冒頭で三宅監督から、matohu(まとふ)は、日常の身近な風景や物に目を向け、そこから得たインスピレーションを“ことば”に変えて服に昇華していくことをコンセプトにしていること、だからこそ本作は“ことば”が軸になる映画であること、作品の“ことば”をしっかり伝えていく必要があるという意図で、字幕と音声ガイドを両方制作した、というコメントがありました。

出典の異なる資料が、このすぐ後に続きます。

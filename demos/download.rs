//! Command-line demo: download a URL with N segments.
//!
//! ```text
//! cargo run --example download -- <url> <dest> [segments]
//! ```
//!
//! Set `RUST_LOG=rangedl=debug` to see per-segment logging. Ctrl-C stops the
//! download and leaves the partial file in place.

use futures::StreamExt;
use rangedl::{DownloadEngine, DownloadOutcome, EngineConfig};
use tracing_subscriber::EnvFilter;

#[tokio::main]
async fn main() -> Result<(), Box<dyn std::error::Error>> {
    tracing_subscriber::fmt()
        .with_env_filter(
            EnvFilter::try_from_default_env().unwrap_or_else(|_| EnvFilter::new("rangedl=info")),
        )
        .init();

    let mut args = std::env::args().skip(1);
    let (Some(url), Some(dest)) = (args.next(), args.next()) else {
        eprintln!("usage: download <url> <dest> [segments]");
        std::process::exit(2);
    };
    let segments = match args.next() {
        Some(s) => s.parse()?,
        None => 4,
    };

    let engine = DownloadEngine::new(EngineConfig::default())?;
    let handle = engine.start(&url, &dest, segments).await?;

    let stopper = handle.clone();
    tokio::spawn(async move {
        if tokio::signal::ctrl_c().await.is_ok() {
            eprintln!("\nstopping...");
            stopper.stop().await;
        }
    });

    let mut progress = Box::pin(handle.subscribe());
    while let Some(snapshot) = progress.next().await {
        match snapshot.percentage() {
            Some(pct) => eprint!(
                "\r{:>6.2}%  {} bytes  {} KiB/s  {} workers   ",
                pct,
                snapshot.bytes_written,
                snapshot.throughput / 1024,
                snapshot.active_workers
            ),
            None => eprint!(
                "\r{} bytes  {} KiB/s   ",
                snapshot.bytes_written,
                snapshot.throughput / 1024
            ),
        }
    }
    eprintln!();

    match handle.wait().await {
        DownloadOutcome::Completed => {
            println!("saved {}", handle.job().dest_path.display());
            Ok(())
        }
        DownloadOutcome::Stopped => {
            println!("stopped; partial file left at {}", handle.job().dest_path.display());
            Ok(())
        }
        DownloadOutcome::Failed { reason } => Err(reason.into()),
    }
}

本作の“ことば”の魅力を伝えるための字幕版はどのようにつくられたのか、試行錯誤の過程を、映像製作・字幕制作・ユーザー、3者の視点で語る貴重なトークとなりました。
映画の背骨として“ことば”が連なっている映画
大橋春那さん(以下、大橋):手話の読み取り通訳
本作には字幕モニターとして参加をさせていただきました。私は生まれつき聞こえないろう者ですので、バリアフリー字幕がついたことによって初めて知るってことが多いんです。音情報や話している内容が、聞こえる人と同じように一緒に楽しめるためにもバリアフリー字幕って大切だなと思ってます。どうぞよろしくお願いいたします。
三宅流監督(以下、三宅):早速ですけど大橋さんに率直にこの映画のご感想などをちょっとお伺いしたいと思いますけれども、いかがでしたでしょうか。
大橋:初めて見たときから、2人の会話や2人の関係性が字幕のおかげでよく理解することができました。
日本の美意識というところでは、美しい日本語の魅力と言いますか、知らない言葉もすごくたくさん出てきまして、なるほどなと思いました。
そして、ファッションというものを服だけではなく、会話ですとか、2人の普段の生活の中から服にそれを適用していくっていうようなところも、すごいいい作品だなと思いました。友達にも宣伝したいなと思っています。
山上庄子(以下、山上):そうですよね。私も大橋さんと一緒に字幕のモニター会に参加していたんですけれども、本当にファッションがテーマでありながら“ことば”の映画というか、特にmatohuのお2人が哲学と法律の専門家というところもあって、この作品は私も聴者としても字幕版で見るというところに特に魅力を感じていました。改めて文字で言葉を見ていく。それでインプットしていくっていうところにすごく惹かれる作品でした。
三宅:映画の背骨として“ことば”がずっと、ある種連なってるような作品だと思うんですけれども、そういう意味では言葉の情報量が非常に多い映画だと思います。その字幕の見え方としては、内容が入ってきやすいものでしたか?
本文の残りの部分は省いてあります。